**ASSIGNED TASK:** Retrieve every line of the data holding the word "keys".

++++++++++

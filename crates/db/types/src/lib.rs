//! Database interfaces of the checkpoint store, independent of the backend.

pub mod errors;
#[cfg(feature = "stubs")]
pub mod stubs;
pub mod traits;
pub mod types;

pub use errors::DbError;

pub type DbResult<T> = Result<T, DbError>;
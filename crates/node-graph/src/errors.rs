use arbor_primitives::{Address, BlockHeight, ChildType, NodeHash, TimeTicks};
use thiserror::Error;

pub type NodeGraphResult<T> = Result<T, NodeGraphError>;

/// Reasons a dispute-graph operation is rejected.
///
/// Every operation validates before it mutates, so receiving any of these means the graph is
/// unchanged.
#[derive(Debug, Clone, Eq, PartialEq, Error)]
pub enum NodeGraphError {
    /// A path proof did not resolve to the node it was supposed to.
    #[error("invalid path proof: {0}")]
    InvalidProof(&'static str),

    #[error("wrong stake amount (expected {expected}, got {got})")]
    WrongStakeAmount { expected: u64, got: u64 },

    #[error("staker {0:?} already has a stake")]
    DuplicateStaker(Address),

    #[error("unknown staker {0:?}")]
    UnknownStaker(Address),

    /// The recomputed predecessor of an assertion is not a current leaf.
    #[error("node {0:?} is not a leaf")]
    UnknownLeaf(NodeHash),

    #[error("unknown node {0:?}")]
    UnknownNode(NodeHash),

    #[error("assertion claims {steps} steps, max is {max}")]
    TooManySteps { steps: u64, max: u64 },

    #[error("height {height} outside assertion time bounds {start}..={end}")]
    OutOfTimeBounds {
        height: BlockHeight,
        start: BlockHeight,
        end: BlockHeight,
    },

    #[error("assertion imports messages without reading the inbox")]
    MessagesWithoutRead,

    #[error("assertion imports {requested} messages, only {available} pending")]
    InsufficientPending { requested: u64, available: u64 },

    #[error("asserting staker is not positioned on the asserted leaf")]
    StakerNotAtLeaf,

    /// Recovery proofs do not branch apart at their first step.
    #[error("staker position does not conflict with the latest confirmed node")]
    NotMoot,

    #[error("deadline {deadline} not passed at {now}")]
    NotPastDeadline { now: TimeTicks, deadline: TimeTicks },

    #[error("pruned leaf does not conflict with the latest confirmed node")]
    PruneConflict,

    #[error("recovery proof must not be empty")]
    EmptyProof,

    #[error("branch {0} cannot be confirmed as invalid")]
    WrongBranch(ChildType),

    #[error("staker alignment failed: {0}")]
    StakerAlignmentFailed(String),

    #[error("no active staker on the confirmed node")]
    NoActiveStaker,

    #[error("deadline {deadline} not reached at {now}")]
    DeadlineNotReached { now: TimeTicks, deadline: TimeTicks },

    /// The node rebuilt from the confirmation inputs is not the tracked successor of the
    /// latest confirmed node.
    #[error("confirmation target {computed:?} does not match tracked successor {tracked:?}")]
    ConfirmTargetMismatch {
        computed: NodeHash,
        tracked: Option<NodeHash>,
    },

    /// Outgoing messages supplied for a valid node do not match its claimed accumulator.
    #[error("messages do not match the assertion on node {0:?}")]
    MessagesMismatch(NodeHash),
}

impl NodeGraphError {
    pub(crate) fn alignment(msg: impl Into<String>) -> Self {
        Self::StakerAlignmentFailed(msg.into())
    }
}
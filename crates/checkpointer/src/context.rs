use std::collections::BTreeMap;

use arbor_db_types::types::CheckpointManifest;
use arbor_primitives::{hash::raw, Buf32};
use arbor_storage::{CheckpointDbManager, StoredObject};
use tracing::*;

/// Objects that a checkpoint's contents refer to by hash and that are stored next to it.
///
/// Values are addressed by the hash of their bytes. Machines are addressed by the machine hash
/// the execution engine reports, so the caller supplies it.
#[derive(Clone, Debug, Default, Eq, PartialEq)]
pub struct CheckpointContext {
    values: BTreeMap<Buf32, Vec<u8>>,
    machines: BTreeMap<Buf32, Vec<u8>>,
}

impl CheckpointContext {
    pub fn new() -> Self {
        Self::default()
    }

    /// Adds a value and returns the hash it is stored under.
    pub fn add_value(&mut self, data: Vec<u8>) -> Buf32 {
        let hash = raw(&data);
        self.values.insert(hash, data);
        hash
    }

    pub fn add_machine(&mut self, machine_hash: Buf32, data: Vec<u8>) {
        self.machines.insert(machine_hash, data);
    }

    pub fn is_empty(&self) -> bool {
        self.values.is_empty() && self.machines.is_empty()
    }

    pub fn manifest(&self) -> CheckpointManifest {
        CheckpointManifest::new(
            self.values.keys().copied().collect(),
            self.machines.keys().copied().collect(),
        )
    }

    pub(crate) fn into_objects(self) -> (Vec<StoredObject>, Vec<StoredObject>) {
        let to_objects = |map: BTreeMap<Buf32, Vec<u8>>| {
            map.into_iter()
                .map(|(hash, data)| StoredObject::new(hash, data))
                .collect()
        };
        (to_objects(self.values), to_objects(self.machines))
    }
}

/// Read access to the objects saved with a checkpoint, handed to the state decoder on restore.
pub trait RestoreContext {
    fn get_value(&self, hash: &Buf32) -> Option<Vec<u8>>;

    fn get_machine(&self, hash: &Buf32) -> Option<Vec<u8>>;
}

impl RestoreContext for CheckpointContext {
    fn get_value(&self, hash: &Buf32) -> Option<Vec<u8>> {
        self.values.get(hash).cloned()
    }

    fn get_machine(&self, hash: &Buf32) -> Option<Vec<u8>> {
        self.machines.get(hash).cloned()
    }
}

/// Restore context reading straight from the store, on the caller's thread.
pub(crate) struct StoreRestoreContext<'a> {
    storage: &'a CheckpointDbManager,
}

impl<'a> StoreRestoreContext<'a> {
    pub(crate) fn new(storage: &'a CheckpointDbManager) -> Self {
        Self { storage }
    }
}

impl RestoreContext for StoreRestoreContext<'_> {
    fn get_value(&self, hash: &Buf32) -> Option<Vec<u8>> {
        self.storage
            .get_value_blocking(*hash)
            .inspect_err(|err| warn!(%hash, %err, "failed to read checkpoint value"))
            .ok()
            .flatten()
    }

    fn get_machine(&self, hash: &Buf32) -> Option<Vec<u8>> {
        self.storage
            .get_machine_blocking(*hash)
            .inspect_err(|err| warn!(%hash, %err, "failed to read checkpoint machine"))
            .ok()
            .flatten()
    }
}

#[cfg(test)]
mod tests {
    use super::*;

    #[test]
    fn test_context_manifest_and_lookup() {
        let mut ctx = CheckpointContext::new();
        assert!(ctx.is_empty());

        let hash = ctx.add_value(b"value".to_vec());
        assert_eq!(hash, raw(b"value"));
        // Adding the same bytes twice stores them once.
        ctx.add_value(b"value".to_vec());
        let machine = Buf32::new([4; 32]);
        ctx.add_machine(machine, b"machine".to_vec());

        let manifest = ctx.manifest();
        assert_eq!(manifest.values, vec![hash]);
        assert_eq!(manifest.machines, vec![machine]);
        assert_eq!(ctx.get_value(&hash), Some(b"value".to_vec()));
        assert_eq!(ctx.get_machine(&machine), Some(b"machine".to_vec()));
        assert_eq!(ctx.get_machine(&hash), None);

        let (values, machines) = ctx.into_objects();
        assert_eq!(values, vec![StoredObject::new(hash, b"value".to_vec())]);
        assert_eq!(machines.len(), 1);
    }
}
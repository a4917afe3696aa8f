//! Node-data digests for each branch of an assertion, plus the message accumulator.
//!
//! The valid branch commits to the message and log accumulators. The three invalid branches
//! commit to the data a challenger would need to open the matching challenge, paired with the
//! challenge period they get.

use crate::{
    assertion::TimeBounds,
    buf::Buf32,
    hash::{hash_pair, raw, Hasher},
    time::TimeTicks,
};

/// Hash standing in for an empty inbox tuple.
pub fn empty_tuple_hash() -> Buf32 {
    raw(&[])
}

/// Accumulates `H(acc, H(message))` over the messages, starting from `init`.
///
/// Accumulating a concatenation of batches is the same as accumulating each batch in turn from
/// the running value, which is what lets verifiers re-slice a message buffer per node.
pub fn bytes_array_accum_hash<I>(init: Buf32, messages: I) -> Buf32
where
    I: IntoIterator,
    I::Item: AsRef<[u8]>,
{
    messages
        .into_iter()
        .fold(init, |acc, msg| hash_pair(&acc, &raw(msg.as_ref())))
}

/// Node data of a valid child.
pub fn valid_data_hash(last_message_hash: &Buf32, last_log_hash: &Buf32) -> Buf32 {
    hash_pair(last_message_hash, last_log_hash)
}

/// Node data of an invalid child: the challenge digest and the period it may be opened in.
pub fn challenge_data_hash(challenge: &Buf32, challenge_period: TimeTicks) -> Buf32 {
    Hasher::new()
        .buf32(challenge)
        .u64(challenge_period.get())
        .finish()
}

pub fn pending_top_challenge_data_hash(
    after_pending_top: &Buf32,
    max_pending_top: &Buf32,
    pending_left: u64,
) -> Buf32 {
    Hasher::new()
        .buf32(after_pending_top)
        .buf32(max_pending_top)
        .u64(pending_left)
        .finish()
}

pub fn message_challenge_data_hash(
    before_inbox: &Buf32,
    after_inbox: &Buf32,
    before_messages: &Buf32,
    after_messages: &Buf32,
    imported_count: u64,
) -> Buf32 {
    Hasher::new()
        .buf32(before_inbox)
        .buf32(after_inbox)
        .buf32(before_messages)
        .buf32(after_messages)
        .u64(imported_count)
        .finish()
}

pub fn execution_precondition_hash(
    before_machine_hash: &Buf32,
    time_bounds: &TimeBounds,
    before_inbox: &Buf32,
) -> Buf32 {
    Hasher::new()
        .buf32(before_machine_hash)
        .u64(time_bounds.start)
        .u64(time_bounds.end)
        .buf32(before_inbox)
        .finish()
}

pub fn execution_data_hash(num_steps: u64, precondition_hash: &Buf32, assertion_hash: &Buf32) -> Buf32 {
    Hasher::new()
        .u64(num_steps)
        .buf32(precondition_hash)
        .buf32(assertion_hash)
        .finish()
}

#[cfg(test)]
mod tests {
    use proptest::prelude::*;

    use super::*;

    #[test]
    fn test_accum_empty_is_init() {
        let init = raw(b"init");
        assert_eq!(bytes_array_accum_hash(init, Vec::<Vec<u8>>::new()), init);
    }

    #[test]
    fn test_accum_single_message() {
        let init = Buf32::zero();
        let msg = b"hello".to_vec();
        assert_eq!(
            bytes_array_accum_hash(init, [&msg]),
            hash_pair(&init, &raw(&msg))
        );
    }

    #[test]
    fn test_accum_is_order_sensitive() {
        let a = b"a".to_vec();
        let b = b"b".to_vec();
        assert_ne!(
            bytes_array_accum_hash(Buf32::zero(), [&a, &b]),
            bytes_array_accum_hash(Buf32::zero(), [&b, &a])
        );
    }

    proptest! {
        #[test]
        fn proptest_accum_over_concatenation(
            seed in any::<[u8; 32]>(),
            first in prop::collection::vec(prop::collection::vec(any::<u8>(), 0..16), 0..6),
            second in prop::collection::vec(prop::collection::vec(any::<u8>(), 0..16), 0..6),
        ) {
            let seed = Buf32::new(seed);
            let joined: Vec<_> = first.iter().chain(second.iter()).collect();
            let whole = bytes_array_accum_hash(seed, joined);
            let running = bytes_array_accum_hash(seed, &first);
            let stepwise = bytes_array_accum_hash(running, &second);
            prop_assert_eq!(whole, stepwise);
        }
    }
}
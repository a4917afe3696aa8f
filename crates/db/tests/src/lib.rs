//! Backend-independent test suites for the database traits.
//!
//! Each suite is a set of `pub fn test_*(db: &impl Trait)` functions plus a macro that turns
//! them into `#[test]`s for a given setup expression.

pub mod checkpoint_tests;

#[cfg(test)]
mod stub_tests {
    use arbor_db_types::stubs::StubCheckpointDb;

    crate::checkpoint_db_tests!(StubCheckpointDb::new());
}
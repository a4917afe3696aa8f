//! Logging subsystem built on `tracing-subscriber`.

pub mod manager;
pub mod types;


pub use manager::{init, LoggingGuard};
pub use types::{FileLoggingConfig, LogFormat, LoggerConfig, StdoutConfig};

pub use tracing_appender::rolling::Rotation;

/// Formats a service name with an optional label suffix.
pub fn format_service_name(base: &str, label: Option<&str>) -> String {
    match label {
        Some(label) => format!("{base}%{label}"),
        None => base.to_owned(),
    }
}
use arbor_primitives::{Address, BlockHeight, NodeHash, PathProof};
use borsh::{BorshDeserialize, BorshSerialize};

/// A party with collateral down on some node of the tree.
#[derive(Clone, Debug, Eq, PartialEq, BorshSerialize, BorshDeserialize)]
pub struct Staker {
    pub address: Address,
    pub location: NodeHash,
    pub creation_height: BlockHeight,
    pub stake_amount: u64,
}

/// A staker together with the proof leading from a confirmation target to its location.
///
/// Supplied in ascending address order when confirming a node.
#[derive(Clone, Debug, Eq, PartialEq)]
pub struct StakerProof {
    pub address: Address,
    pub proof: PathProof,
}

impl StakerProof {
    pub fn new(address: Address, proof: PathProof) -> Self {
        Self { address, proof }
    }
}
//! SHA-256 based hashing used throughout the protocol.
//!
//! Multi-field hashes are computed over the plain concatenation of their fields. Integers are
//! encoded big-endian at their full width and booleans as a single byte, so every field has a
//! fixed size and the concatenation is unambiguous.

use digest::Digest;
use sha2::Sha256;

use crate::buf::Buf32;

/// Hashes a single byte string.
pub fn raw(data: &[u8]) -> Buf32 {
    Buf32::new(Sha256::digest(data).into())
}

/// Hashes the concatenation of two buffers, `H(a, b)`.
pub fn hash_pair(a: &Buf32, b: &Buf32) -> Buf32 {
    Hasher::new().buf32(a).buf32(b).finish()
}

/// Incremental builder for multi-field hashes.
#[derive(Clone, Debug, Default)]
pub struct Hasher {
    inner: Sha256,
}

impl Hasher {
    pub fn new() -> Self {
        Self::default()
    }

    pub fn buf32(mut self, v: &Buf32) -> Self {
        self.inner.update(v.as_slice());
        self
    }

    pub fn u64(mut self, v: u64) -> Self {
        self.inner.update(v.to_be_bytes());
        self
    }

    pub fn u8(mut self, v: u8) -> Self {
        self.inner.update([v]);
        self
    }

    pub fn bool(self, v: bool) -> Self {
        self.u8(v as u8)
    }

    pub fn finish(self) -> Buf32 {
        Buf32::new(self.inner.finalize().into())
    }
}
pub mod checkpoint;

++++++++++

**YOUR SOLUTION:**
            self.values.keys().copied().collect(),
            self.machines.keys().copied().collect(),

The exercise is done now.